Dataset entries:
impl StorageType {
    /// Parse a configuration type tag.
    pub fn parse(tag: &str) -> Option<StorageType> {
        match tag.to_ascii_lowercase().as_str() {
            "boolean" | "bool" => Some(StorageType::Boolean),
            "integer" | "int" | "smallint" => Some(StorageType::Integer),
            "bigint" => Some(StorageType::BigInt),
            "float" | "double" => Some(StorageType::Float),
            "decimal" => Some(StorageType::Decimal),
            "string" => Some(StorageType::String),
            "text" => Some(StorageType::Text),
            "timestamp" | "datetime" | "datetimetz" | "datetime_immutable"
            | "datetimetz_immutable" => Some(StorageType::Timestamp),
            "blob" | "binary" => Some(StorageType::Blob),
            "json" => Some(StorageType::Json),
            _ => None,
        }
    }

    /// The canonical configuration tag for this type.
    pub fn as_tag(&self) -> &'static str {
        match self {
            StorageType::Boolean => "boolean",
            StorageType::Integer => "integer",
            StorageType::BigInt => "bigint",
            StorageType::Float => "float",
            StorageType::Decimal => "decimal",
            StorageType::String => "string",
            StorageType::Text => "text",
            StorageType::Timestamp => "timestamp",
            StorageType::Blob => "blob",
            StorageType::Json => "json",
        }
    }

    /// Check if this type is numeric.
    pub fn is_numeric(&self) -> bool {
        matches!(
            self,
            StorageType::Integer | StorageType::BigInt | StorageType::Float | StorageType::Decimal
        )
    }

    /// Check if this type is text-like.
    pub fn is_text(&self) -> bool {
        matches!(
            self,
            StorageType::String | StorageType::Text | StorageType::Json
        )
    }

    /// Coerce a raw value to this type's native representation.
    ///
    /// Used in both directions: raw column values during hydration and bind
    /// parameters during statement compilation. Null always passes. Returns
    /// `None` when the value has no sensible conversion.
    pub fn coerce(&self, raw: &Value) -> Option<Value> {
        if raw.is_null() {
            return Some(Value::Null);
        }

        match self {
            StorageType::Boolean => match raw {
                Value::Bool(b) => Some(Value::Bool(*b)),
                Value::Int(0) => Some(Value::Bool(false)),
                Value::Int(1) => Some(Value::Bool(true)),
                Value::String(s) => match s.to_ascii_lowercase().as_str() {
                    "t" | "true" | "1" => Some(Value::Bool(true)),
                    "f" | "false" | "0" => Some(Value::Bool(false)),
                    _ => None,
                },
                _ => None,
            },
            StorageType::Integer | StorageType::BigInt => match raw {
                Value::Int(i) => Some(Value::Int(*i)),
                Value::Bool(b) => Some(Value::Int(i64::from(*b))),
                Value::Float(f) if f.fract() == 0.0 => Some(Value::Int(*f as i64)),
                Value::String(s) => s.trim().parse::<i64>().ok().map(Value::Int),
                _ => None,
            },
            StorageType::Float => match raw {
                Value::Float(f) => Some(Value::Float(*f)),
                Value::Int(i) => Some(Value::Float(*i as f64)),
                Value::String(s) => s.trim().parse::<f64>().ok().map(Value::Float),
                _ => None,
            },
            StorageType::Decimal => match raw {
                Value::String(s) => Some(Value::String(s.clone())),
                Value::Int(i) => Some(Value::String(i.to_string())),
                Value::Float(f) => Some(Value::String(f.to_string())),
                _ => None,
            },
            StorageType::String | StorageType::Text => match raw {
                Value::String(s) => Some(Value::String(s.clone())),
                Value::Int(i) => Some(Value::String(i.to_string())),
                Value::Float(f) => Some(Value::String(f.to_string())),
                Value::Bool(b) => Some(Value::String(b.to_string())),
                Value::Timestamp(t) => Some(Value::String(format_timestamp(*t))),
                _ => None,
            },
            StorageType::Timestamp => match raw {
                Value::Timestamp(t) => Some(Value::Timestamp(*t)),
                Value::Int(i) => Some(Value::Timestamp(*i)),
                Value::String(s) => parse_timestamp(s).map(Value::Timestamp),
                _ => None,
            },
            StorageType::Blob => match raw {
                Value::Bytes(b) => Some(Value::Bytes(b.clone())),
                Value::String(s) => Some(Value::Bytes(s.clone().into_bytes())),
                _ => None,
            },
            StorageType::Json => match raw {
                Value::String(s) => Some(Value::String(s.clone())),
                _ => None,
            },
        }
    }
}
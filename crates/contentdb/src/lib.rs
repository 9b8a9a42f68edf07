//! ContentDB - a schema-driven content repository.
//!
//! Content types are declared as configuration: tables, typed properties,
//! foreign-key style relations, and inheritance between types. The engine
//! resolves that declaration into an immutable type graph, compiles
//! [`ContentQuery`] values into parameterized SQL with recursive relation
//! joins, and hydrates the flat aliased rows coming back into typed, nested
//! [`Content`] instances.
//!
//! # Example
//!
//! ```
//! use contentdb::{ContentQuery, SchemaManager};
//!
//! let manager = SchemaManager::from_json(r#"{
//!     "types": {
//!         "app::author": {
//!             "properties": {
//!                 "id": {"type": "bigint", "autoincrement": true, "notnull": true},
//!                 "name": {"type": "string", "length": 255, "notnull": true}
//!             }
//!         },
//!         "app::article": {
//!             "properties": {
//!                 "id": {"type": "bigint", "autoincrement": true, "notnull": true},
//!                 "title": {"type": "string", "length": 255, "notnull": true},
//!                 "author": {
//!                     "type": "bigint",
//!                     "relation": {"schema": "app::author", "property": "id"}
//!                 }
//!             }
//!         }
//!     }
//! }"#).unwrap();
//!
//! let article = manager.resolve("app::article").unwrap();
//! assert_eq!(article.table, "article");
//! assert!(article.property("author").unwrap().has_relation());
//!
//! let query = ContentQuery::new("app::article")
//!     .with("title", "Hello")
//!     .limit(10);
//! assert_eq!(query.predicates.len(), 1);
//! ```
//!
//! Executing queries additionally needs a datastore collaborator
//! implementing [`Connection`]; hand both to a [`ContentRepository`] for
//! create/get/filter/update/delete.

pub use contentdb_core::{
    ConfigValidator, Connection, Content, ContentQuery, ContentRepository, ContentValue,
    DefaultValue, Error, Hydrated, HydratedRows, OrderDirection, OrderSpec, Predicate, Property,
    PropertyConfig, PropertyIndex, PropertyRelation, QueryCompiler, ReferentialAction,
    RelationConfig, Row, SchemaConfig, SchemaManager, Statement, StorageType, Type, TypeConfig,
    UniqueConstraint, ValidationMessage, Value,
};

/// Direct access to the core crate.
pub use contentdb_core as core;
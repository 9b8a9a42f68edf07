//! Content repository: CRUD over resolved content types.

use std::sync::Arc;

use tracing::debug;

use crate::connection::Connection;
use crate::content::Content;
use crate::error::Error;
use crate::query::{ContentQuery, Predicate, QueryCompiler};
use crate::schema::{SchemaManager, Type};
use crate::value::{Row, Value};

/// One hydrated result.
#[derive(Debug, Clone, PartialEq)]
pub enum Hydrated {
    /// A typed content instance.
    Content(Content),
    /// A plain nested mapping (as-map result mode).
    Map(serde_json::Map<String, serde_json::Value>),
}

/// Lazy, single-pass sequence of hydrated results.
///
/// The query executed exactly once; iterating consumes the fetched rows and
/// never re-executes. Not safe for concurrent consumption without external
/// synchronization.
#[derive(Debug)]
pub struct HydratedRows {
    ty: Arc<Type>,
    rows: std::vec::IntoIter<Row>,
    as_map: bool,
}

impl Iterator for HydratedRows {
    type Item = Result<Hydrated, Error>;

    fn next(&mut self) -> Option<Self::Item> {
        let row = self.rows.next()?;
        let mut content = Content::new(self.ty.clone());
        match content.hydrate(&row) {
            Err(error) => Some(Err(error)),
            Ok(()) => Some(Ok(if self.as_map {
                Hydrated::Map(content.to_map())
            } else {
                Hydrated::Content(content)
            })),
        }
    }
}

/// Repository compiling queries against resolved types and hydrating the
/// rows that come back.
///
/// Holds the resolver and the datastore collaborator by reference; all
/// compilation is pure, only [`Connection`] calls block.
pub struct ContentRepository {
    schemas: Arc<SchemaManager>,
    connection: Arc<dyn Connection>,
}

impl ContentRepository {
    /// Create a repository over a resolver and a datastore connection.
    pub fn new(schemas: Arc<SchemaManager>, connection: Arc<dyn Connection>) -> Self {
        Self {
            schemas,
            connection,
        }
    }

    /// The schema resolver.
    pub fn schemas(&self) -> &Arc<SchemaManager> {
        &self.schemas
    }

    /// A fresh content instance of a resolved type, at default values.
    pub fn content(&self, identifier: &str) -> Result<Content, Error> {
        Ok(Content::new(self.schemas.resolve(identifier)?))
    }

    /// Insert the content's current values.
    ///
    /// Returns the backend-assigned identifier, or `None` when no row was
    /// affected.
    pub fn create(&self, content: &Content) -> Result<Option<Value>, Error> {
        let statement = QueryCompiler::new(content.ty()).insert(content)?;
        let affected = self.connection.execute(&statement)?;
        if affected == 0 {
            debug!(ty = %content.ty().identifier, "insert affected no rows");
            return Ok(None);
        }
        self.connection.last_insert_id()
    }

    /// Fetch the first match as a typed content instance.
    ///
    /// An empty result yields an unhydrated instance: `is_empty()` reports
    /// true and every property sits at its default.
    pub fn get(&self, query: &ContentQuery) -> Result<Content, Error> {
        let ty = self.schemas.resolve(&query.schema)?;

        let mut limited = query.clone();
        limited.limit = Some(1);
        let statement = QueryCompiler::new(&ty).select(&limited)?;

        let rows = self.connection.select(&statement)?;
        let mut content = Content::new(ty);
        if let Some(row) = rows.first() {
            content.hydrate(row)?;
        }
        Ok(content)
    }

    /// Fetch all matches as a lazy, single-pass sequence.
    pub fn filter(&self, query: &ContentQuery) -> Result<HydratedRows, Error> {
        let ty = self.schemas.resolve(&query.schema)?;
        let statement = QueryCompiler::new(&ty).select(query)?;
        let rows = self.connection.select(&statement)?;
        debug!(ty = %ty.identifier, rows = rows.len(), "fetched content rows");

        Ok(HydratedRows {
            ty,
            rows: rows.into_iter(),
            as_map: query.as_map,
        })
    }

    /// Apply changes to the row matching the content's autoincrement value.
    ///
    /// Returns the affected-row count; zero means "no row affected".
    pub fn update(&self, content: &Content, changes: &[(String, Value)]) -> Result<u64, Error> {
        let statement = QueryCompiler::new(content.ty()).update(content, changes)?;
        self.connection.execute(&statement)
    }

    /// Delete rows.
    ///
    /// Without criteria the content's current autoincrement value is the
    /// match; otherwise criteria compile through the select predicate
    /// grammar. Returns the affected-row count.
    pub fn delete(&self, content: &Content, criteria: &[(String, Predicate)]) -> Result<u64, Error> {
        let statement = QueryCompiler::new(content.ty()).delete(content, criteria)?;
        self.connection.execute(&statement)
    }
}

PROBLEM REQUIREMENTS:
The lines you return should be those above that contain the word "Integer", every one of them.

SOLUTION FOR THIS EXERCISE:
            "integer" | "int" | "smallint" => Some(StorageType::Integer),
            StorageType::Integer => "integer",
            StorageType::Integer | StorageType::BigInt | StorageType::Float | StorageType::Decimal
            StorageType::Integer | StorageType::BigInt => match raw {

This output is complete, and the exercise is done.